:: ASSIGNMENT ::
From the data below, retype exactly the lines starting with the one that contains "filename tests/http.rs" and ending with the one that contains "impl Drop for", both included.

:: DATASET RECORDS ::
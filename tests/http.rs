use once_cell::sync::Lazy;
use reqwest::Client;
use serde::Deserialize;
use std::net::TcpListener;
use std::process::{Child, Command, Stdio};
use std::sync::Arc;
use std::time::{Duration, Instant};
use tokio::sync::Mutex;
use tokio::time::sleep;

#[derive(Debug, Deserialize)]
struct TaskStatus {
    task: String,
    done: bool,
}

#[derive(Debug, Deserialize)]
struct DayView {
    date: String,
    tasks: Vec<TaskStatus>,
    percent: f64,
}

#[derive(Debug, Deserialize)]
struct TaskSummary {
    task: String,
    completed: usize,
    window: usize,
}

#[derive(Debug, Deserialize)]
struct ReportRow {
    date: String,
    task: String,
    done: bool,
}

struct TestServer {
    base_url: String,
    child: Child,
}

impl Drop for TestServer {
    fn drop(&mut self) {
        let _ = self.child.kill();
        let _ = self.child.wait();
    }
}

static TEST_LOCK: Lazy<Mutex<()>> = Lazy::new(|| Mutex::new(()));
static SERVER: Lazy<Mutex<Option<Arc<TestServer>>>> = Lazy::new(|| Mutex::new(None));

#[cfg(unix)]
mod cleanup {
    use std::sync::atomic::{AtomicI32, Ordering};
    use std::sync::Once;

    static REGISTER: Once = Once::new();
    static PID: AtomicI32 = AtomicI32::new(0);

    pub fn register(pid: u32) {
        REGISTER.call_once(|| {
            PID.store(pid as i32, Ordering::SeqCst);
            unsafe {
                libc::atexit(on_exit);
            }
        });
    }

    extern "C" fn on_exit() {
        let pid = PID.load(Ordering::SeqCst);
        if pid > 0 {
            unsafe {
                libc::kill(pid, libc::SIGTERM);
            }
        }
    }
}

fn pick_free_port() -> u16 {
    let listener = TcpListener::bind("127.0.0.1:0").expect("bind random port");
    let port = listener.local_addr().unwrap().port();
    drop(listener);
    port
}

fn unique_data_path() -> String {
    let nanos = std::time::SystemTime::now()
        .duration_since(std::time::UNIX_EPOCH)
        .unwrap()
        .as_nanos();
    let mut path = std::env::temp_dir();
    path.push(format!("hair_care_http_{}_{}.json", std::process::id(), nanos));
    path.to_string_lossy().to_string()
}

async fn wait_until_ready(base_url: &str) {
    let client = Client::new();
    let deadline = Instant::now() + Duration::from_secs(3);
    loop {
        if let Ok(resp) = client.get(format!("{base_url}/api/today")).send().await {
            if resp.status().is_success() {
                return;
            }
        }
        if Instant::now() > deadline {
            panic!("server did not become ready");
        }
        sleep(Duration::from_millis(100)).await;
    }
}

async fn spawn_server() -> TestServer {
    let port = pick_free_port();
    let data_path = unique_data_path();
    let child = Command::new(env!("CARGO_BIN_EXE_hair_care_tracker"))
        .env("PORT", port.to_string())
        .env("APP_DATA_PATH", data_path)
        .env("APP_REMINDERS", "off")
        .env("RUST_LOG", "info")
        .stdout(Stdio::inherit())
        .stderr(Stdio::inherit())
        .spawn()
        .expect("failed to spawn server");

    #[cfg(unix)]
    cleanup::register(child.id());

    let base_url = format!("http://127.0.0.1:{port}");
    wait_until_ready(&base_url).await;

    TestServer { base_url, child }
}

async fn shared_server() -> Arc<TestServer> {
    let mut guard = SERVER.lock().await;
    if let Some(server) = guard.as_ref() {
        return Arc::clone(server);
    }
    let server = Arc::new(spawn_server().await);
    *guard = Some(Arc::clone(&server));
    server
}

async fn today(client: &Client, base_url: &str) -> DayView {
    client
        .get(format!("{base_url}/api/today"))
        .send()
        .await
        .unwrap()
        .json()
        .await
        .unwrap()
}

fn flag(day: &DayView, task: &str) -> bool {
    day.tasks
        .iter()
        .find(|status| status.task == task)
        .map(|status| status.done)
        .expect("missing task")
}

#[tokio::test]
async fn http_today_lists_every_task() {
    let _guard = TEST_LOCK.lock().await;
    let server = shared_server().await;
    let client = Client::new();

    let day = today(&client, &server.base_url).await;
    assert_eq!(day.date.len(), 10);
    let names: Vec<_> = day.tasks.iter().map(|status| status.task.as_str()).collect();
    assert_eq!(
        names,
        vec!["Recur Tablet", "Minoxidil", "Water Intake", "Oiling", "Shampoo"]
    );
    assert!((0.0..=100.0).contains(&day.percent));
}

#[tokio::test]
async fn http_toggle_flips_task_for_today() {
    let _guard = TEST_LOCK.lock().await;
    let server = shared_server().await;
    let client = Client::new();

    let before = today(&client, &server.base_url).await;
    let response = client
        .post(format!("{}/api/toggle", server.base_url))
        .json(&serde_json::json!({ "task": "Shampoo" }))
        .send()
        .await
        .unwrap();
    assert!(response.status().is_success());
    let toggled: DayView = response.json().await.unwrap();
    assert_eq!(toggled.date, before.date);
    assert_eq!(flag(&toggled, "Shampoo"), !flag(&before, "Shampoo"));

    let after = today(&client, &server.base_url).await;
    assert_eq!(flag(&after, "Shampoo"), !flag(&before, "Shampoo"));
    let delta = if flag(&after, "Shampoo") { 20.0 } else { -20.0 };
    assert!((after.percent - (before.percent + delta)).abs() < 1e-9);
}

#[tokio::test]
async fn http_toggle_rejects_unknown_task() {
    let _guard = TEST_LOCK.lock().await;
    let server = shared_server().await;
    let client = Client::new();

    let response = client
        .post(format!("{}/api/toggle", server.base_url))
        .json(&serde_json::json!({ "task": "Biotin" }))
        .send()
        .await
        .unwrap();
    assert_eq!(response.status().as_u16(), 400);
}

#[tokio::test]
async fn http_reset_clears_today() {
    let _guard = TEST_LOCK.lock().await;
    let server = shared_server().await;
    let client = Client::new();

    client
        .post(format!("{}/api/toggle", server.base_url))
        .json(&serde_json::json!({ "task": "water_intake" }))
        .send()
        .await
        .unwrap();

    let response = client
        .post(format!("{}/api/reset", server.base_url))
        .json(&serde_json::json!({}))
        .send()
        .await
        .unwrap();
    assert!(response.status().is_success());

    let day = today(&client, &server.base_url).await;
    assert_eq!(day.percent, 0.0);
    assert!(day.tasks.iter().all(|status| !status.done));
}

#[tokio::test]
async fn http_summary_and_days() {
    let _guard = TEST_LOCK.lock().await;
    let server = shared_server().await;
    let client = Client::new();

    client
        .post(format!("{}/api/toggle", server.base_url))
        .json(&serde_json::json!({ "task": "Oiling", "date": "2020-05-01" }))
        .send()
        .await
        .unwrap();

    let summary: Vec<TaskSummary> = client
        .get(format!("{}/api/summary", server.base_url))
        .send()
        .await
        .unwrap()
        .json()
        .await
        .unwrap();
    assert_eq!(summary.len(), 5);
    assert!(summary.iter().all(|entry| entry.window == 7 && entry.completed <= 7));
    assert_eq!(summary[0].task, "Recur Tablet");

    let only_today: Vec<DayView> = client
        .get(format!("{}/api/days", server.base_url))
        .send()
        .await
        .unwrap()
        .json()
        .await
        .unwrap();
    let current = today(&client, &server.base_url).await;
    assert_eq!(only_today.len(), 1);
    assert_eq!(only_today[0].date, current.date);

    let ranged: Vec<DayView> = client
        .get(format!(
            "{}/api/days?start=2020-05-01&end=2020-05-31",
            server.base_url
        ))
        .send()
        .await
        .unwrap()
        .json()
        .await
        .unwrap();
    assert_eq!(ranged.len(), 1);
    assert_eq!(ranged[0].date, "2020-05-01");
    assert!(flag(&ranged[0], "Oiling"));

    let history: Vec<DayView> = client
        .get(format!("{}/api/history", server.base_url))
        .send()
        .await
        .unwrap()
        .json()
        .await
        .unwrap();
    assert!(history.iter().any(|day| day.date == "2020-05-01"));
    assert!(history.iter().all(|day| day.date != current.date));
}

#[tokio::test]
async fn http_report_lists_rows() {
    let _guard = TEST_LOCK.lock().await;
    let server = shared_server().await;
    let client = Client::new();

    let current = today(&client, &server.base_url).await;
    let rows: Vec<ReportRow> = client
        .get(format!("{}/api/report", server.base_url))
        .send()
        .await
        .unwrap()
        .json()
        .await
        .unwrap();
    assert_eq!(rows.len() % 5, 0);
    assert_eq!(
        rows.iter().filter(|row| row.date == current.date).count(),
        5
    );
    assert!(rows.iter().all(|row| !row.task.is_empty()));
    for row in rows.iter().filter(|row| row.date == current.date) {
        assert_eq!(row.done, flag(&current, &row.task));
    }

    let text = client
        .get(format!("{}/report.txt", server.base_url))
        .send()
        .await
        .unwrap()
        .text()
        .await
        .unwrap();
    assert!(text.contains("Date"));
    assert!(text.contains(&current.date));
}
--
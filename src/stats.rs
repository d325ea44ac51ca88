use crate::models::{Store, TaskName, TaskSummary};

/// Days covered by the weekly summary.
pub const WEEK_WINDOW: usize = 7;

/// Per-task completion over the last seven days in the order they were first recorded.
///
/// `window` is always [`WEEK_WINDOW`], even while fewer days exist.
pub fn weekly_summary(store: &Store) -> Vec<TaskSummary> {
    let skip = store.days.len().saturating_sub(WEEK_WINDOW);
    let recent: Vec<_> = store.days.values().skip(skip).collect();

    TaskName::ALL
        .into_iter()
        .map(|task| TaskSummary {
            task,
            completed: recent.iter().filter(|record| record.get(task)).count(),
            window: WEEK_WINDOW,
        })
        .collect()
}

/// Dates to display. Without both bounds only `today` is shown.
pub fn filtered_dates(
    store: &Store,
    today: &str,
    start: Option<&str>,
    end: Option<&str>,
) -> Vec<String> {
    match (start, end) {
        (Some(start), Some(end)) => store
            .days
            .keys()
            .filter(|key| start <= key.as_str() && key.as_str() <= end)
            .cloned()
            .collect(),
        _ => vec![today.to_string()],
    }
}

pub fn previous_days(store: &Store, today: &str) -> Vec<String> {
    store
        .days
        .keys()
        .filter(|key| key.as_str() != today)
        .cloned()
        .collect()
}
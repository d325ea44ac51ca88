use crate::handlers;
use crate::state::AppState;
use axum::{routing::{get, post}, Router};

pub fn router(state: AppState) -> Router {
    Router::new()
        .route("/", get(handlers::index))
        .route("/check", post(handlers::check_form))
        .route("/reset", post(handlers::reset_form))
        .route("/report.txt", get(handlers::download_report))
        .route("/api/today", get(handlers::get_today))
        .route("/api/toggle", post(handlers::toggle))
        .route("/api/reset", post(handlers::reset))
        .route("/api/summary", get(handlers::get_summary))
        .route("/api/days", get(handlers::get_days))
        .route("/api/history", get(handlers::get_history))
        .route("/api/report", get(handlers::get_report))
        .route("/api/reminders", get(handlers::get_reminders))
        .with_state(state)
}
==
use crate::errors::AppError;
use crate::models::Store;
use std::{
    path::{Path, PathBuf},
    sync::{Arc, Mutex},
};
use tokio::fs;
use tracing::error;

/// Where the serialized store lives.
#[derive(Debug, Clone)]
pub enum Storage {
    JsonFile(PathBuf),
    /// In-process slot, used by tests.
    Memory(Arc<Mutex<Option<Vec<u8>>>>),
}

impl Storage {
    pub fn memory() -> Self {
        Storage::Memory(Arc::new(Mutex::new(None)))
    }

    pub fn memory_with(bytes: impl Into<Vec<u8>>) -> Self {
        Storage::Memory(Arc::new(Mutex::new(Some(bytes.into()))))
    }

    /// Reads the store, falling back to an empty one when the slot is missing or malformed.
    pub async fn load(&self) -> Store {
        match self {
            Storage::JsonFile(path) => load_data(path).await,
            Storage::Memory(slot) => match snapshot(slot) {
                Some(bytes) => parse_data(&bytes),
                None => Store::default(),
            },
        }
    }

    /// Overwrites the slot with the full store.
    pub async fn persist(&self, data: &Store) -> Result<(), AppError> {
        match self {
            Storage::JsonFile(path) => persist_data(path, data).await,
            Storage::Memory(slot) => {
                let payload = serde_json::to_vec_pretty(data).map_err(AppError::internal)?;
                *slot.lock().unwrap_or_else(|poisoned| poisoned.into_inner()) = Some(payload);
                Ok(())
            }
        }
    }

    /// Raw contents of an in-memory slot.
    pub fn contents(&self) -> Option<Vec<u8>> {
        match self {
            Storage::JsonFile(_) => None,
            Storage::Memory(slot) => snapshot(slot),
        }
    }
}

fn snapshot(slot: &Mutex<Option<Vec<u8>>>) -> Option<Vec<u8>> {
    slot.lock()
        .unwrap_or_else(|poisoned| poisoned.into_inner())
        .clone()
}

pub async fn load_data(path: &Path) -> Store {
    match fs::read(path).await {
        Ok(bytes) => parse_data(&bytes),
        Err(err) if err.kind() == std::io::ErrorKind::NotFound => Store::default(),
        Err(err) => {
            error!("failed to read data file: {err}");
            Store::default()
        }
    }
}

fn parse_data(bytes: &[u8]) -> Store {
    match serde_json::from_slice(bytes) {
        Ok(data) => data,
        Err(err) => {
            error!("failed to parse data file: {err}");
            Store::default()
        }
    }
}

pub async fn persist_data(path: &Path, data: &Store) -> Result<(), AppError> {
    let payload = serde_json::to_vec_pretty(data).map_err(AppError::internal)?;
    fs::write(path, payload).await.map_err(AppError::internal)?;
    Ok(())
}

:: RESPONSE TO THE TASK ::
filename tests/http.rs
use once_cell::sync::Lazy;
use reqwest::Client;
use serde::Deserialize;
use std::net::TcpListener;
use std::process::{Child, Command, Stdio};
use std::sync::Arc;
use std::time::{Duration, Instant};
use tokio::sync::Mutex;
use tokio::time::sleep;

#[derive(Debug, Deserialize)]
struct TaskStatus {
    task: String,
    done: bool,
}

#[derive(Debug, Deserialize)]
struct DayView {
    date: String,
    tasks: Vec<TaskStatus>,
    percent: f64,
}

#[derive(Debug, Deserialize)]
struct TaskSummary {
    task: String,
    completed: usize,
    window: usize,
}

#[derive(Debug, Deserialize)]
struct ReportRow {
    date: String,
    task: String,
    done: bool,
}

struct TestServer {
    base_url: String,
    child: Child,
}

impl Drop for TestServer {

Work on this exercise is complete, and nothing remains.